TEMPO.CO , Jakarta - Ketua Dewan Jaminan Sosial Nasional Chazali Husni Situmorang memperkirakan pencairan dana Jaminan Hari Tua (JHT) periode September hingga akhir tahun ini bisa mencapai Rp 30 triliun. Penerbitan Peraturan Pemerintah tentang JHT yang dibarengi meningkatnya angka pemutusan hubungan kerja menjadi penyebab utama. Chazali mengatakan angka itu meningkat drastis dibanding periode yang sama tahun lalu. "Sebab, dalam PP 60 Tahun 2015 itu, memang diatur mengenai kemudahan pencairan," ujarnya di kantor Wakil Presiden, Jakarta, Kamis 17 September 2015.
Beleid itu, kata Chazali, berbeda dengan Undang-Undang Nomor 3 Tahun 1992, yang menyatakan bahwa uang JHT baru bisa diambil minimal lima tahun setelah pekerja terkena PHK. "Nah sekarang kan pencairannya tak usah menunggu lima tahun."
Dia menilai fenomena tersebut sebagai sesuatu yang wajar. Apalagi pemberlakuan peraturan itu berbarengan dengan meningkatnya angka PHK yang marak seiring dengan pelemahan ekonomi dalam negeri. Salah satu antisipasi jangka pendek yang akan dilakukan adalah menggencarkan sosialisasi kepada para pekerja. Pekerja akan diberi pemahaman bahwa dana JHT tak perlu diambil saat ini juga. "Walaupun ada payung hukumnya, ini kan sebenarnya ditujukan saat mereka tua nanti," ujarnya.

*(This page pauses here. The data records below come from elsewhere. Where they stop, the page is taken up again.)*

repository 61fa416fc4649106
pub mod health;
pub mod status;
pub mod upload;
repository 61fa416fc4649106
//! Forward queue: bounded channel, worker pool, pacing, retry and dead-lettering.
//!
//! The relay's upload handler calls [`ForwardQueue::submit`], which persists the job
//! and enqueues it without awaiting the sink. Workers forward each job's units
//! sequentially with a pace delay after every delivered unit; distinct jobs run
//! concurrently up to `max_concurrent`.

use std::sync::Arc;
use std::time::Duration;

use cleanreport_core::{AppError, Config, ForwardMode, TransferPayload};
use cleanreport_storage::{Sink, SinkError};
use tokio::sync::{mpsc, Semaphore};
use tokio::time::sleep;
use uuid::Uuid;

use crate::outbox::{ForwardJob, Outbox, OutboxError};
use crate::status::{ForwardStatus, StatusStore};

/// Maximum delay in seconds before retrying a failed job. Caps exponential backoff
/// so that high retry counts do not produce excessively long delays.
pub const MAX_RETRY_BACKOFF_SECS: u64 = 300;

/// Computes backoff in seconds for a given retry count (exponential with cap).
#[inline]
pub(crate) fn compute_retry_backoff_seconds(retry_count: u32) -> u64 {
    2_u64
        .checked_pow(retry_count)
        .unwrap_or(u64::MAX)
        .min(MAX_RETRY_BACKOFF_SECS)
}

#[derive(Debug, thiserror::Error)]
pub enum ForwardError {
    #[error(transparent)]
    Sink(#[from] SinkError),

    #[error("Sink call timed out after {0}s")]
    Timeout(u64),

    #[error(transparent)]
    Outbox(#[from] OutboxError),
}

impl ForwardError {
    pub fn is_retryable(&self) -> bool {
        match self {
            ForwardError::Sink(e) => e.is_retryable(),
            ForwardError::Timeout(_) => true,
            ForwardError::Outbox(_) => true,
        }
    }
}

#[derive(Debug, Clone)]
pub struct ForwardQueueConfig {
    pub mode: ForwardMode,
    /// Delay after each delivered unit.
    pub pace: Duration,
    pub queue_size: usize,
    pub max_concurrent: usize,
    pub max_retries: u32,
    pub sink_timeout: Duration,
    /// Multiplied by the exponential backoff factor between retries.
    pub backoff_unit: Duration,
}

impl Default for ForwardQueueConfig {
    fn default() -> Self {
        Self {
            mode: ForwardMode::PerImage,
            pace: Duration::from_millis(1000),
            queue_size: 1000,
            max_concurrent: 1,
            max_retries: 3,
            sink_timeout: Duration::from_secs(60),
            backoff_unit: Duration::from_secs(1),
        }
    }
}

impl ForwardQueueConfig {
    pub fn from_config(config: &Config) -> Self {
        Self {
            mode: config.forward_mode(),
            pace: Duration::from_millis(config.forward_pace_ms()),
            queue_size: config.forward_queue_size(),
            max_concurrent: config.forward_max_concurrent(),
            max_retries: config.forward_max_retries(),
            sink_timeout: Duration::from_secs(config.sink_timeout_secs()),
            ..Self::default()
        }
    }
}

/// Shared by every worker task.
struct WorkerContext {
    sink: Arc<dyn Sink>,
    outbox: Arc<dyn Outbox>,
    statuses: StatusStore,
    config: ForwardQueueConfig,
}

pub struct ForwardQueue {
    tx: mpsc::Sender<ForwardJob>,
    outbox: Arc<dyn Outbox>,
    statuses: StatusStore,
    config: ForwardQueueConfig,
    /// Held by worker-less queues so the channel reports Full rather than Closed.
    idle_rx: Option<Arc<mpsc::Receiver<ForwardJob>>>,
}

impl ForwardQueue {
    /// Create a forward queue and spawn its worker pool.
    ///
    /// The channel is bounded by `config.queue_size`; when it is full, `submit()`
    /// returns [`AppError::QueueFull`].
    pub fn new(
        sink: Arc<dyn Sink>,
        outbox: Arc<dyn Outbox>,
        statuses: StatusStore,
        config: ForwardQueueConfig,
    ) -> Self {
        let queue_size = config.queue_size.max(1);
        let (tx, rx) = mpsc::channel(queue_size);

        let ctx = Arc::new(WorkerContext {
            sink,
            outbox: outbox.clone(),
            statuses: statuses.clone(),
            config: config.clone(),
        });

        tokio::spawn(async move {
            Self::worker_pool(rx, ctx).await;
        });

        tracing::info!(
            queue_size = queue_size,
            max_concurrent = config.max_concurrent,
            mode = %config.mode,
            pace_ms = config.pace.as_millis() as u64,
            "Forward queue initialized with bounded channel"
        );

        Self {
            tx,
            outbox,
            statuses,
            config,
            idle_rx: None,
        }
    }

    /// Creates a queue that does not spawn a worker.
    /// Jobs submitted here are persisted in the outbox and picked up by the next
    /// queue that replays it.
    pub fn new_no_worker(
        outbox: Arc<dyn Outbox>,
        statuses: StatusStore,
        config: ForwardQueueConfig,
    ) -> Self {
        let (tx, rx) = mpsc::channel(config.queue_size.max(1));
        Self {
            tx,
            outbox,
            statuses,
            config,
            idle_rx: Some(Arc::new(rx)),
        }
    }

    /// Persist and enqueue a submission. Never waits on the sink.
    #[tracing::instrument(skip(self, payload), fields(submission.id = %payload.submission_id))]
    pub async fn submit(&self, payload: TransferPayload) -> Result<Uuid, AppError> {
        let permit = self.tx.try_reserve().map_err(|e| match e {
            mpsc::error::TrySendError::Full(_) => {
                tracing::warn!("Forward queue is full, rejecting submission");
                AppError::QueueFull {
                    capacity: self.config.queue_size,
                }
            }
            mpsc::error::TrySendError::Closed(_) => {
                AppError::Internal("Forward queue is closed".to_string())
            }
        })?;

        let job = ForwardJob::new(payload, self.config.mode);
        let id = job.id();
        let job_id = job.job_id;

        self.outbox.put(&job).await.map_err(|e| {
            tracing::error!(submission_id = %id, error = %e, "Failed to persist forward job");
            AppError::Storage(e.to_string())
        })?;

        self.statuses
            .job_queued(id, job.payload.submission_image_count(), 0);
        permit.send(job);

        tracing::info!(submission_id = %id, job_id = %job_id, "Forward job enqueued");
        Ok(id)
    }

    /// Re-enqueue every pending outbox job. Called once at startup.
    ///
    /// Jobs are sent from a background task so a backlog larger than the channel
    /// does not block startup.
    pub async fn replay_pending(&self) -> Result<usize, OutboxError> {
        let jobs = self.outbox.pending().await?;
        let count = jobs.len();
        if count == 0 {
            return Ok(0);
        }

        for job in &jobs {
            self.statuses.job_queued(
                job.id(),
                job.payload.submission_image_count(),
                job.delivered_images(),
            );
        }

        let tx = self.tx.clone();
        tokio::spawn(async move {
            for job in jobs {
                let id = job.id();
                if tx.send(job).await.is_err() {
                    tracing::error!(submission_id = %id, "Forward queue closed during replay");
                    break;
                }
            }
        });

        tracing::info!(jobs = count, "Replaying pending forward jobs");
        Ok(count)
    }

    pub fn status(&self, id: &Uuid) -> Option<ForwardStatus> {
        self.statuses.get(id)
    }

    pub fn statuses(&self) -> &StatusStore {
        &self.statuses
    }

    async fn worker_pool(mut rx: mpsc::Receiver<ForwardJob>, ctx: Arc<WorkerContext>) {
        let semaphore = Arc::new(Semaphore::new(ctx.config.max_concurrent.max(1)));

        while let Some(job) = rx.recv().await {
            let permit = semaphore.clone().acquire_owned().await;
            let ctx = ctx.clone();

            tokio::spawn(async move {
                let _permit = permit;
                let id = job.id();
                if let Err(e) = Self::process_job(job, ctx).await {
                    tracing::error!(submission_id = %id, error = %e, "Forward job failed");
                }
            });
        }

        tracing::info!("Forward queue worker pool stopped");
    }

    /// Deliver the remaining units of `job`, retrying with backoff.
    #[tracing::instrument(skip(job, ctx), fields(submission.id = %job.id(), job.status = tracing::field::Empty))]
    async fn process_job(mut job: ForwardJob, ctx: Arc<WorkerContext>) -> Result<(), ForwardError> {
        let id = job.id();
        let units = job.units();
        let total = units.len();
        let start = std::time::Instant::now();

        ctx.statuses.job_started(id);

        loop {
            let failure = Self::deliver_remaining(&mut job, &units, &ctx).await.err();

            let Some(error) = failure else {
                if let Err(e) = ctx.outbox.remove(job.job_id).await {
                    tracing::warn!(submission_id = %id, error = %e, "Failed to remove delivered job from outbox");
                }
                ctx.statuses.job_delivered(id);
                tracing::Span::current().record("job.status", "delivered");
                tracing::info!(
                    submission_id = %id,
                    units = total,
                    attempts = job.attempts + 1,
                    duration_ms = start.elapsed().as_millis(),
                    "Forward job delivered"
                );
                return Ok(());
            };

            job.attempts += 1;
            job.last_error = Some(error.to_string());

            tracing::error!(
                submission_id = %id,
                error = %error,
                done = job.completed_units,
                total = total,
                attempt = job.attempts,
                max_retries = ctx.config.max_retries,
                retryable = error.is_retryable(),
                "Forward attempt failed"
            );

            if !error.is_retryable() || job.attempts > ctx.config.max_retries {
                if let Err(e) = ctx.outbox.dead_letter(&job).await {
                    tracing::error!(submission_id = %id, error = %e, "Failed to dead-letter forward job");
                }
                ctx.statuses.job_failed(id, error.to_string());
                tracing::Span::current().record("job.status", "dead_lettered");
                tracing::error!(
                    submission_id = %id,
                    attempts = job.attempts,
                    "Forward job moved to dead letter"
                );
                return Err(error);
            }

            if let Err(e) = ctx.outbox.put(&job).await {
                tracing::warn!(submission_id = %id, error = %e, "Failed to persist retry state");
            }

            let backoff = ctx
                .config
                .backoff_unit
                .saturating_mul(compute_retry_backoff_seconds(job.attempts - 1) as u32);
            ctx.statuses
                .job_retrying(id, job.attempts, error.to_string());
            tracing::info!(
                submission_id = %id,
                retry_count = job.attempts,
                backoff_ms = backoff.as_millis() as u64,
                "Scheduling forward retry"
            );
            sleep(backoff).await;
        }
    }

    async fn deliver_remaining(
        job: &mut ForwardJob,
        units: &[cleanreport_core::ForwardUnit],
        ctx: &WorkerContext,
    ) -> Result<(), ForwardError> {
        let total = units.len();

        for unit in units.iter().skip(job.completed_units) {
            match tokio::time::timeout(ctx.config.sink_timeout, ctx.sink.store(unit)).await {
                Ok(Ok(())) => {}
                Ok(Err(e)) => return Err(e.into()),
                Err(_) => return Err(ForwardError::Timeout(ctx.config.sink_timeout.as_secs())),
            }

            job.completed_units += 1;
            ctx.statuses.images_delivered(job.id(), unit.images.len());
            if job.completed_units < total {
                ctx.outbox.put(job).await?;
            }

            tracing::debug!(
                submission_id = %job.id(),
                done = job.completed_units,
                total = total,
                "Forward unit delivered"
            );

            sleep(ctx.config.pace).await;
        }

        Ok(())
    }
}

impl Clone for ForwardQueue {
    fn clone(&self) -> Self {
        Self {
            tx: self.tx.clone(),
            outbox: self.outbox.clone(),
            statuses: self.statuses.clone(),
            config: self.config.clone(),
            idle_rx: self.idle_rx.clone(),
        }
    }
}
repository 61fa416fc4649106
mod init;

pub use init::init_telemetry;
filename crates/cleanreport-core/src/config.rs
//! Configuration module
//!
//! Relay configuration read from the environment (and `.env` via dotenvy).

use std::env;
use std::str::FromStr;

use crate::sink_types::{ForwardMode, SinkBackend};

const SERVER_PORT: u16 = 8080;
const MAX_BODY_SIZE_MB: usize = 50;
const DRIVE_ROOT: &str = "reports";
const FORWARD_PACE_MS: u64 = 1000;
const FORWARD_QUEUE_SIZE: usize = 1000;
const FORWARD_MAX_CONCURRENT: usize = 1;
const FORWARD_MAX_RETRIES: u32 = 3;
const SINK_TIMEOUT_SECS: u64 = 60;
const STATUS_CACHE_SIZE: usize = 1024;

/// Settings shared by every HTTP-facing binary
#[derive(Clone, Debug)]
pub struct BaseConfig {
    pub server_port: u16,
    pub cors_origins: Vec<String>,
    pub environment: String,
    pub max_body_size_mb: usize,
    /// `json` switches the log formatter to JSON lines.
    pub log_format: Option<String>,
}

impl Default for BaseConfig {
    fn default() -> Self {
        Self {
            server_port: SERVER_PORT,
            cors_origins: vec!["*".to_string()],
            environment: "development".to_string(),
            max_body_size_mb: MAX_BODY_SIZE_MB,
            log_format: None,
        }
    }
}

/// Relay configuration
#[derive(Clone, Debug)]
pub struct RelayConfig {
    pub base: BaseConfig,
    // Sink
    pub sink_backend: SinkBackend,
    pub script_url: Option<String>,
    pub local_storage_path: Option<String>,
    /// Folder under which per-submission folders are created.
    pub drive_root: String,
    pub s3_bucket: Option<String>,
    pub s3_region: Option<String>,
    pub s3_endpoint: Option<String>,
    // Forwarding
    pub forward_mode: ForwardMode,
    pub forward_pace_ms: u64,
    pub forward_queue_size: usize,
    pub forward_max_concurrent: usize,
    pub forward_max_retries: u32,
    pub sink_timeout_secs: u64,
    /// Spool directory for the outbox. `None` keeps jobs in memory only.
    pub outbox_dir: Option<String>,
    pub status_cache_size: usize,
    /// Directory served at `/` (the upload form).
    pub static_dir: Option<String>,
}

impl Default for RelayConfig {
    fn default() -> Self {
        Self {
            base: BaseConfig::default(),
            sink_backend: SinkBackend::Script,
            script_url: None,
            local_storage_path: None,
            drive_root: DRIVE_ROOT.to_string(),
            s3_bucket: None,
            s3_region: None,
            s3_endpoint: None,
            forward_mode: ForwardMode::PerImage,
            forward_pace_ms: FORWARD_PACE_MS,
            forward_queue_size: FORWARD_QUEUE_SIZE,
            forward_max_concurrent: FORWARD_MAX_CONCURRENT,
            forward_max_retries: FORWARD_MAX_RETRIES,
            sink_timeout_secs: SINK_TIMEOUT_SECS,
            outbox_dir: None,
            status_cache_size: STATUS_CACHE_SIZE,
            static_dir: None,
        }
    }
}

fn env_opt(key: &str) -> Option<String> {
    env::var(key)
        .ok()
        .map(|v| v.trim().to_string())
        .filter(|v| !v.is_empty())
}

fn env_parse<T: FromStr + ToString + Copy>(key: &str, default: T) -> T {
    env::var(key)
        .unwrap_or_else(|_| default.to_string())
        .trim()
        .parse::<T>()
        .unwrap_or(default)
}

impl RelayConfig {
    pub fn from_env() -> Result<Self, anyhow::Error> {
        dotenvy::dotenv().ok();

        let environment = env::var("ENVIRONMENT")
            .or_else(|_| env::var("APP_ENV"))
            .unwrap_or_else(|_| "development".to_string());

        let cors_origins_str = env::var("CORS_ORIGINS").unwrap_or_else(|_| "*".to_string());
        let is_production =
            environment.to_lowercase() == "production" || environment.to_lowercase() == "prod";
        if is_production && cors_origins_str.trim() == "*" {
            return Err(anyhow::anyhow!(
                "CORS_ORIGINS cannot be '*' in production. Please specify explicit origins."
            ));
        }

        let cors_origins: Vec<String> = cors_origins_str
            .split(',')
            .map(|s| s.trim().to_string())
            .filter(|s| !s.is_empty())
            .collect();

        let base = BaseConfig {
            server_port: env_parse("PORT", SERVER_PORT),
            cors_origins,
            environment,
            max_body_size_mb: env_parse("MAX_BODY_SIZE_MB", MAX_BODY_SIZE_MB),
            log_format: env_opt("LOG_FORMAT"),
        };

        let sink_backend = match env_opt("SINK_BACKEND") {
            Some(value) => value.parse::<SinkBackend>()?,
            None => SinkBackend::Script,
        };

        let forward_mode = match env_opt("FORWARD_MODE") {
            Some(value) => value.parse::<ForwardMode>()?,
            None => ForwardMode::default(),
        };

        let config = RelayConfig {
            base,
            sink_backend,
            script_url: env_opt("SCRIPT_URL").or_else(|| env_opt("GAS_URL")),
            local_storage_path: env_opt("LOCAL_STORAGE_PATH"),
            drive_root: env_opt("DRIVE_ROOT").unwrap_or_else(|| DRIVE_ROOT.to_string()),
            s3_bucket: env_opt("S3_BUCKET"),
            s3_region: env_opt("S3_REGION").or_else(|| env_opt("AWS_REGION")),
            s3_endpoint: env_opt("S3_ENDPOINT"),
            forward_mode,
            forward_pace_ms: env_parse("FORWARD_PACE_MS", FORWARD_PACE_MS),
            forward_queue_size: env_parse("FORWARD_QUEUE_SIZE", FORWARD_QUEUE_SIZE),
            forward_max_concurrent: env_parse("FORWARD_MAX_CONCURRENT", FORWARD_MAX_CONCURRENT),
            forward_max_retries: env_parse("FORWARD_MAX_RETRIES", FORWARD_MAX_RETRIES),
            sink_timeout_secs: env_parse("SINK_TIMEOUT_SECS", SINK_TIMEOUT_SECS),
            outbox_dir: env_opt("OUTBOX_DIR"),
            status_cache_size: env_parse("STATUS_CACHE_SIZE", STATUS_CACHE_SIZE),
            static_dir: env_opt("STATIC_DIR"),
        };

        Ok(config)
    }

    pub fn validate(&self) -> Result<(), anyhow::Error> {
        match self.sink_backend {
            SinkBackend::Script => {
                let url = self.script_url.as_deref().ok_or_else(|| {
                    anyhow::anyhow!("SCRIPT_URL is required when SINK_BACKEND=script")
                })?;
                if !(url.starts_with("https://") || url.starts_with("http://")) {
                    return Err(anyhow::anyhow!("SCRIPT_URL must be an http(s) URL"));
                }
            }
            SinkBackend::Local => {
                if self.local_storage_path.is_none() {
                    return Err(anyhow::anyhow!(
                        "LOCAL_STORAGE_PATH is required when SINK_BACKEND=local"
                    ));
                }
            }
            SinkBackend::S3 => {
                if self.s3_bucket.is_none() {
                    return Err(anyhow::anyhow!("S3_BUCKET is required when SINK_BACKEND=s3"));
                }
            }
        }

        if self.forward_queue_size == 0 {
            return Err(anyhow::anyhow!("FORWARD_QUEUE_SIZE must be at least 1"));
        }
        if self.forward_max_concurrent == 0 {
            return Err(anyhow::anyhow!("FORWARD_MAX_CONCURRENT must be at least 1"));
        }
        if self.sink_timeout_secs == 0 {
            return Err(anyhow::anyhow!("SINK_TIMEOUT_SECS must be at least 1"));
        }
        if self.status_cache_size == 0 {
            return Err(anyhow::anyhow!("STATUS_CACHE_SIZE must be at least 1"));
        }

        Ok(())
    }
}

/// Application configuration (relay).
#[derive(Clone, Debug)]
pub struct Config(pub Box<RelayConfig>);

impl Config {
    pub fn new(relay: RelayConfig) -> Self {
        Config(Box::new(relay))
    }

    pub fn from_env() -> Result<Self, anyhow::Error> {
        let config = RelayConfig::from_env()?;
        Ok(Config(Box::new(config)))
    }

    pub fn validate(&self) -> Result<(), anyhow::Error> {
        self.0.validate()
    }

    pub fn relay(&self) -> &RelayConfig {
        &self.0
    }

    /// Check if the application is running in production mode
    pub fn is_production(&self) -> bool {
        let env = self.0.base.environment.to_lowercase();
        env == "production" || env == "prod"
    }

    pub fn server_port(&self) -> u16 {
        self.0.base.server_port
    }

    pub fn cors_origins(&self) -> &[String] {
        &self.0.base.cors_origins
    }

    pub fn environment(&self) -> &str {
        &self.0.base.environment
    }

    pub fn max_body_size_bytes(&self) -> usize {
        self.0.base.max_body_size_mb * 1024 * 1024
    }

    pub fn log_json(&self) -> bool {
        self.0
            .base
            .log_format
            .as_deref()
            .is_some_and(|f| f.eq_ignore_ascii_case("json"))
    }

    pub fn sink_backend(&self) -> SinkBackend {
        self.0.sink_backend
    }

    pub fn script_url(&self) -> Option<&str> {
        self.0.script_url.as_deref()
    }

    pub fn local_storage_path(&self) -> Option<&str> {
        self.0.local_storage_path.as_deref()
    }

    pub fn drive_root(&self) -> &str {
        &self.0.drive_root
    }

    pub fn s3_bucket(&self) -> Option<&str> {
        self.0.s3_bucket.as_deref()
    }

    pub fn s3_region(&self) -> Option<&str> {
        self.0.s3_region.as_deref()
    }

    pub fn s3_endpoint(&self) -> Option<&str> {
        self.0.s3_endpoint.as_deref()
    }

    pub fn forward_mode(&self) -> ForwardMode {
        self.0.forward_mode
    }

    pub fn forward_pace_ms(&self) -> u64 {
        self.0.forward_pace_ms
    }

    pub fn forward_queue_size(&self) -> usize {
        self.0.forward_queue_size
    }

    pub fn forward_max_concurrent(&self) -> usize {
        self.0.forward_max_concurrent
    }

    pub fn forward_max_retries(&self) -> u32 {
        self.0.forward_max_retries
    }

    pub fn sink_timeout_secs(&self) -> u64 {
        self.0.sink_timeout_secs
    }

    pub fn outbox_dir(&self) -> Option<&str> {
        self.0.outbox_dir.as_deref()
    }

    pub fn status_cache_size(&self) -> usize {
        self.0.status_cache_size
    }

    pub fn static_dir(&self) -> Option<&str> {
        self.0.static_dir.as_deref()
    }
}
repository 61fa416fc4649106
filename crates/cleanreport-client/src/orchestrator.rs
//! Submission orchestrator: compress, send, reset.

use std::sync::Arc;

use cleanreport_core::{CategoryField, ImageAsset, TransferPayload};
use cleanreport_processing::{CompressionError, CompressionOptions, ImageCompressor};
use futures::StreamExt;
use uuid::Uuid;

use crate::config::ClientConfig;
use crate::error::{CompressionFailure, Requirement, SubmitError, ValidationError};
use crate::form::{FormState, SelectedFile};
use crate::transfer::{strategy_for, TransferStrategy};
use crate::transport::RelayTransport;
use crate::ui::{ScreenLock, SubmissionUi};

/// Result of one press of the submit button.
#[derive(Debug)]
pub enum SubmitOutcome {
    /// Nothing happened; the form is missing these inputs.
    NotEligible(Vec<Requirement>),
    Completed { submission_id: Uuid, images: usize },
    /// The form is left as it was so the user can retry.
    Failed(SubmitError),
}

pub struct SubmissionOrchestrator {
    config: ClientConfig,
    transport: Arc<dyn RelayTransport>,
    strategy: Box<dyn TransferStrategy>,
}

impl SubmissionOrchestrator {
    pub fn new(config: ClientConfig, transport: Arc<dyn RelayTransport>) -> Self {
        let strategy = strategy_for(config.transfer_mode, config.pace);
        Self {
            config,
            transport,
            strategy,
        }
    }

    pub fn config(&self) -> &ClientConfig {
        &self.config
    }

    /// Run one submission of `form`.
    ///
    /// Holding `&mut FormState` for the whole call rules out a second concurrent
    /// submission of the same form.
    pub async fn submit(&self, form: &mut FormState, ui: &mut dyn SubmissionUi) -> SubmitOutcome {
        let Some(metadata) = form.snapshot_metadata() else {
            return SubmitOutcome::NotEligible(form.missing_requirements());
        };

        let mut lock = ScreenLock::acquire(ui);

        let result = async {
            let images = self.compress_all(form, &mut *lock).await?;
            let payload = TransferPayload::new(metadata, images);

            tracing::info!(
                submission_id = %payload.submission_id,
                images = payload.images.len(),
                mode = %self.strategy.mode(),
                "Sending submission"
            );

            self.strategy
                .transfer(&payload, self.transport.as_ref(), &mut *lock)
                .await?;
            Ok::<_, SubmitError>(payload)
        }
        .await;

        match result {
            Ok(payload) => {
                let images = payload.images.len();
                lock.show_complete(images);
                tokio::time::sleep(self.config.completion_delay).await;
                form.reset_after_success(self.config.reset_policy);

                tracing::info!(submission_id = %payload.submission_id, images = images, "Submission complete");
                SubmitOutcome::Completed {
                    submission_id: payload.submission_id,
                    images,
                }
            }
            Err(err) => {
                tracing::error!(error = %err, "Submission failed");
                lock.show_error(&err.user_message());
                SubmitOutcome::Failed(err)
            }
        }
    }

    /// Compress every selected photo, in catalog then selection order.
    ///
    /// All files are attempted; any failure aborts with the full list of failures.
    async fn compress_all(
        &self,
        form: &FormState,
        ui: &mut dyn SubmissionUi,
    ) -> Result<Vec<ImageAsset>, ValidationError> {
        let jobs: Vec<(&'static CategoryField, u32, SelectedFile)> = form
            .populated_fields()
            .into_iter()
            .flat_map(|(field, files)| {
                files
                    .iter()
                    .enumerate()
                    .map(move |(i, file)| (field, i as u32 + 1, file.clone()))
            })
            .collect();

        let total = jobs.len();
        let options = self.config.compression;

        let mut results = futures::stream::iter(jobs.into_iter().map(|(field, sequence, file)| async move {
            let result = compress_file(&file, options).await;
            (field, sequence, file.name, result)
        }))
        .buffered(self.config.effective_concurrency());

        let mut images = Vec::with_capacity(total);
        let mut failures = Vec::new();
        let mut done = 0;

        while let Some((field, sequence, name, result)) = results.next().await {
            done += 1;
            ui.compress_progress(done, total);
            match result {
                Ok(data) => images.push(ImageAsset::new(field, sequence, data)),
                Err(error) => {
                    tracing::warn!(file = %name, field = field.id, error = %error, "Compression failed");
                    failures.push(CompressionFailure { file: name, error });
                }
            }
        }

        if failures.is_empty() {
            Ok(images)
        } else {
            Err(ValidationError::Compression(failures))
        }
    }
}

async fn compress_file(
    file: &SelectedFile,
    options: CompressionOptions,
) -> Result<String, CompressionError> {
    let bytes = file.read().await?;
    tokio::task::spawn_blocking(move || ImageCompressor::compress_to_data_url(&bytes, &options))
        .await
        .map_err(|e| CompressionError::Encode(e.to_string()))?
}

Namun dia mengakui pemahaman tersebut tak bisa begitu saja diterima para pekerja karena kondisi mereka saat ini terkena pemutusan kerja. Untuk itu, solusi yang paling ideal adalah mengurangi tingkat PHK.
Pencairan JHT paling banyak dilakukan pekerja di daerah Bekasi, Karawang, dan sekitarnya. Hal itu terjadi karena jumlah pekerja yang terkena PHK di sana mencapai puluhan ribu orang. Menurut Chazali, tingginya angka pencairan dana JHT tidak akan berpengaruh terhadap neraca BPJS. Sebab, dana yang akan digunakan untuk mencairkan JHT merupakan uang para pegawai yang saat ini diinvestasikan di berbagai portofolio keuangan. "Jadi yang mungkin yang terpengaruh adalah perusahaan tempat dana itu diinvestasikan," ujarnya.